Synthesis of 2-Amino-5-sulfanyl-1,3,4-thiadiazole Derivatives as Anticonvulsant Agents

Background:1,3,4-thiadiazoles are associated with diverse biocidal activities. A large number of 1,3,4-thiadiazoles have been reported as anticancer, antitubercular, antiflammatory, and pesticide agents. This compounds possessed potent anticonvulsant activity in wide range preclinical in vitro and in vivo models. Material and methods: The study is devoted to the design and synthesis of new 2,5-disubstituted 1,3,4-thiadiazoles 3a-d as a promising muilt-targeting pharmacological scaffold.
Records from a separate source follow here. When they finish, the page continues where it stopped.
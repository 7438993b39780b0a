use std::fmt;

/// A URI reference as carried by envelopes.
///
/// Node URIs arrive either absolute (`warp://host:9001/node`) or relative to
/// the connection they travel over (`/node`), so this type does not insist on
/// a scheme. Resolution against a base lives with the host.
#[derive(Clone, PartialEq, Eq, Hash, PartialOrd, Ord, Default)]
pub struct Uri(String);

impl Uri {
    pub fn new(value: impl Into<String>) -> Self {
        Self(value.into())
    }

    pub fn empty() -> Self {
        Self(String::new())
    }

    pub fn as_str(&self) -> &str {
        &self.0
    }

    pub fn is_empty(&self) -> bool {
        self.0.is_empty()
    }

    /// Returns the scheme if this reference is absolute.
    pub fn scheme(&self) -> Option<&str> {
        let end = self.0.find(':')?;
        let scheme = &self.0[..end];
        let mut chars = scheme.chars();
        match chars.next() {
            Some(first) if first.is_ascii_alphabetic() => {}
            _ => return None,
        }
        if chars.all(|c| c.is_ascii_alphanumeric() || matches!(c, '+' | '-' | '.')) {
            Some(scheme)
        } else {
            None
        }
    }

    /// Whether this reference names a host of its own, either as an absolute
    /// URI or as a network-path reference (`//host/path`).
    pub fn has_authority(&self) -> bool {
        self.hier_part().starts_with("//")
    }

    /// Returns the authority component (`host:port`), if present.
    pub fn authority(&self) -> Option<&str> {
        let rest = self.hier_part().strip_prefix("//")?;
        let end = rest.find(&['/', '?', '#'][..]).unwrap_or(rest.len());
        Some(&rest[..end])
    }

    /// Returns everything after the authority: path, query and fragment.
    pub fn path_and_query(&self) -> &str {
        let hier = self.hier_part();
        match hier.strip_prefix("//") {
            Some(rest) => {
                let start = rest.find(&['/', '?', '#'][..]).unwrap_or(rest.len());
                &rest[start..]
            }
            None => hier,
        }
    }

    fn hier_part(&self) -> &str {
        match self.scheme() {
            Some(scheme) => &self.0[scheme.len() + 1..],
            None => &self.0,
        }
    }
}

impl fmt::Display for Uri {
    fn fmt(&self, f: &mut fmt::Formatter<'_>) -> fmt::Result {
        f.write_str(&self.0)
    }
}

impl fmt::Debug for Uri {
    fn fmt(&self, f: &mut fmt::Formatter<'_>) -> fmt::Result {
        write!(f, "Uri({:?})", self.0)
    }
}

impl From<&str> for Uri {
    fn from(value: &str) -> Self {
        Self::new(value)
    }
}

impl From<String> for Uri {
    fn from(value: String) -> Self {
        Self(value)
    }
}

impl AsRef<str> for Uri {
    fn as_ref(&self) -> &str {
        &self.0
    }
}
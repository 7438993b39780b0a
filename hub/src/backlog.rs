use std::sync::atomic::{AtomicBool, AtomicUsize, Ordering};

use log::debug;

use crate::FlowControl;

/// Counts envelopes that were accepted but not yet handed on, in each
/// direction, and decides when the transport should stop reading.
pub struct Backlog {
    max_send: usize,
    max_receive: usize,
    send: AtomicUsize,
    receive: AtomicUsize,
    read_paused: AtomicBool,
}

impl Backlog {
    pub fn new(max_send: usize, max_receive: usize) -> Self {
        Self {
            max_send,
            max_receive,
            send: AtomicUsize::new(0),
            receive: AtomicUsize::new(0),
            read_paused: AtomicBool::new(false),
        }
    }

    pub fn send_len(&self) -> usize {
        self.send.load(Ordering::Acquire)
    }

    pub fn receive_len(&self) -> usize {
        self.receive.load(Ordering::Acquire)
    }

    pub fn is_read_paused(&self) -> bool {
        self.read_paused.load(Ordering::Acquire)
    }

    pub fn sent_queued(&self) {
        self.send.fetch_add(1, Ordering::AcqRel);
    }

    pub fn sent_written(&self) {
        saturating_decrement(&self.send);
    }

    pub fn sent_dropped(&self, count: usize) {
        for _ in 0..count {
            saturating_decrement(&self.send);
        }
    }

    pub fn received_queued(&self) {
        self.receive.fetch_add(1, Ordering::AcqRel);
    }

    pub fn received_delivered(&self) {
        saturating_decrement(&self.receive);
    }

    pub fn received_dropped(&self, count: usize) {
        for _ in 0..count {
            saturating_decrement(&self.receive);
        }
    }

    pub fn clear_receive(&self) {
        self.receive.store(0, Ordering::Release);
    }

    /// Hands `apply` every flow control change that brings reading in line
    /// with the counts. Counts may move while a change is applied, so the
    /// bounds are checked again after each one.
    pub fn reconcile(&self, mut apply: impl FnMut(FlowControl)) {
        while let Some(flow_control) = self.next_flow_control() {
            apply(flow_control);
        }
    }

    fn next_flow_control(&self) -> Option<FlowControl> {
        let over = self.send_len() >= self.max_send || self.receive_len() >= self.max_receive;
        if over {
            if self
                .read_paused
                .compare_exchange(false, true, Ordering::AcqRel, Ordering::Acquire)
                .is_ok()
            {
                debug!(
                    "pausing reads: send backlog {}, receive backlog {}",
                    self.send_len(),
                    self.receive_len()
                );
                return Some(FlowControl::DisableRead);
            }
        } else if self
            .read_paused
            .compare_exchange(true, false, Ordering::AcqRel, Ordering::Acquire)
            .is_ok()
        {
            debug!("resuming reads");
            return Some(FlowControl::EnableRead);
        }
        None
    }
}

fn saturating_decrement(counter: &AtomicUsize) {
    let _ = counter.fetch_update(Ordering::AcqRel, Ordering::Acquire, |count| {
        count.checked_sub(1)
    });
}
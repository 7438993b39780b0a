use std::sync::{
    atomic::{AtomicBool, AtomicUsize, Ordering},
    Arc, Mutex,
};

use meshlink_hub::{shared::Envelope, LaneError, LinkContext};

/// Local end of a link that records what it was sent. Feeds are counted;
/// tests answer each one with a pull on the link.
#[derive(Default)]
pub struct RecordingContext {
    feeds: AtomicUsize,
    pushed: Mutex<Vec<Envelope>>,
    connects: AtomicUsize,
    disconnects: AtomicUsize,
    closes: AtomicUsize,
    fail_push: AtomicBool,
}

impl RecordingContext {
    pub fn new() -> Arc<Self> {
        Arc::new(Self::default())
    }

    pub fn fail_push(&self, fail: bool) {
        self.fail_push.store(fail, Ordering::SeqCst);
    }

    /// Feeds not yet answered with a pull
    pub fn pending_feeds(&self) -> usize {
        self.feeds.load(Ordering::SeqCst)
    }

    /// Consumes one pending feed, if any.
    pub fn take_feed(&self) -> bool {
        self.feeds
            .fetch_update(Ordering::SeqCst, Ordering::SeqCst, |feeds| feeds.checked_sub(1))
            .is_ok()
    }

    pub fn pushed(&self) -> Vec<Envelope> {
        self.pushed.lock().unwrap().clone()
    }

    pub fn take_pushed(&self) -> Vec<Envelope> {
        std::mem::take(&mut *self.pushed.lock().unwrap())
    }

    pub fn connect_count(&self) -> usize {
        self.connects.load(Ordering::SeqCst)
    }

    pub fn disconnect_count(&self) -> usize {
        self.disconnects.load(Ordering::SeqCst)
    }

    pub fn close_count(&self) -> usize {
        self.closes.load(Ordering::SeqCst)
    }
}

impl LinkContext for RecordingContext {
    fn feed(&self) {
        self.feeds.fetch_add(1, Ordering::SeqCst);
    }

    fn push(&self, envelope: Envelope) -> Result<(), LaneError> {
        if self.fail_push.load(Ordering::SeqCst) {
            return Err(LaneError::Rejected {
                reason: "context is failing".to_string(),
            });
        }
        self.pushed.lock().unwrap().push(envelope);
        Ok(())
    }

    fn did_connect(&self) {
        self.connects.fetch_add(1, Ordering::SeqCst);
    }

    fn did_disconnect(&self) {
        self.disconnects.fetch_add(1, Ordering::SeqCst);
    }

    fn did_close(&self) {
        self.closes.fetch_add(1, Ordering::SeqCst);
    }
}
use std::sync::atomic::{AtomicU8, Ordering};

/// Lifecycle of the transport connection a hub runs over.
///
/// `Disconnected -> Connecting -> Connected -> Disconnected`, repeating for
/// client hubs, until `close` moves any state through `Closing` to `Closed`.
#[derive(Clone, Copy, Debug, PartialEq, Eq, Hash)]
#[repr(u8)]
pub enum ConnectionState {
    Disconnected = 0,
    Connecting = 1,
    Connected = 2,
    Closing = 3,
    Closed = 4,
}

impl ConnectionState {
    fn from_u8(value: u8) -> Self {
        match value {
            1 => ConnectionState::Connecting,
            2 => ConnectionState::Connected,
            3 => ConnectionState::Closing,
            4 => ConnectionState::Closed,
            _ => ConnectionState::Disconnected,
        }
    }

    /// Whether `close` has been called
    pub fn is_closing(&self) -> bool {
        matches!(self, ConnectionState::Closing | ConnectionState::Closed)
    }
}

pub struct AtomicConnectionState {
    state: AtomicU8,
}

impl AtomicConnectionState {
    pub fn new(state: ConnectionState) -> Self {
        Self {
            state: AtomicU8::new(state as u8),
        }
    }

    pub fn load(&self) -> ConnectionState {
        ConnectionState::from_u8(self.state.load(Ordering::Acquire))
    }

    /// Moves from `from` to `to`; fails with the actual state otherwise.
    pub fn transition(
        &self,
        from: ConnectionState,
        to: ConnectionState,
    ) -> Result<(), ConnectionState> {
        self.state
            .compare_exchange(from as u8, to as u8, Ordering::AcqRel, Ordering::Acquire)
            .map(|_| ())
            .map_err(ConnectionState::from_u8)
    }

    /// Moves to `to` unless the hub is closing. Returns the previous state.
    pub fn advance(&self, to: ConnectionState) -> Result<ConnectionState, ConnectionState> {
        self.state
            .fetch_update(Ordering::AcqRel, Ordering::Acquire, |current| {
                if ConnectionState::from_u8(current).is_closing() {
                    None
                } else {
                    Some(to as u8)
                }
            })
            .map(ConnectionState::from_u8)
            .map_err(ConnectionState::from_u8)
    }

    /// Moves to `Closing` exactly once. Returns `false` if already closing.
    pub fn begin_close(&self) -> bool {
        self.advance(ConnectionState::Closing).is_ok()
    }

    pub fn store(&self, state: ConnectionState) {
        self.state.store(state as u8, Ordering::Release);
    }
}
Heterocyclization of thiosemicarbazide 1 with carbon disulfide lead to the intermediate 5-amino-1,3,4-thiadiazole-2-thiole 2. Further S-alkylation of compound 2 with halo-acetophenone allowed to abtain the target 2-((5-amino-1,3,4-thiadiazol-2-yl) thio)-1-phenylethan-1-one derivatives 3a-d. The reduction of compounds with sodium borohydride was studied and resulted in 4a-d compounds. Results: The structures of these compounds were stablished by means of 1HNMR. Conclusions: The SAR study of synthesized compounds reveals that halo-acetophenone attached to 1,3,4-thiadiazole ring as substituent linked to sulfonyl group could be studied for anticonvulsant efficacy. Additionally, anticonvulsant activity of carbonyl compounds could be compared to hydroxyl-containing structures.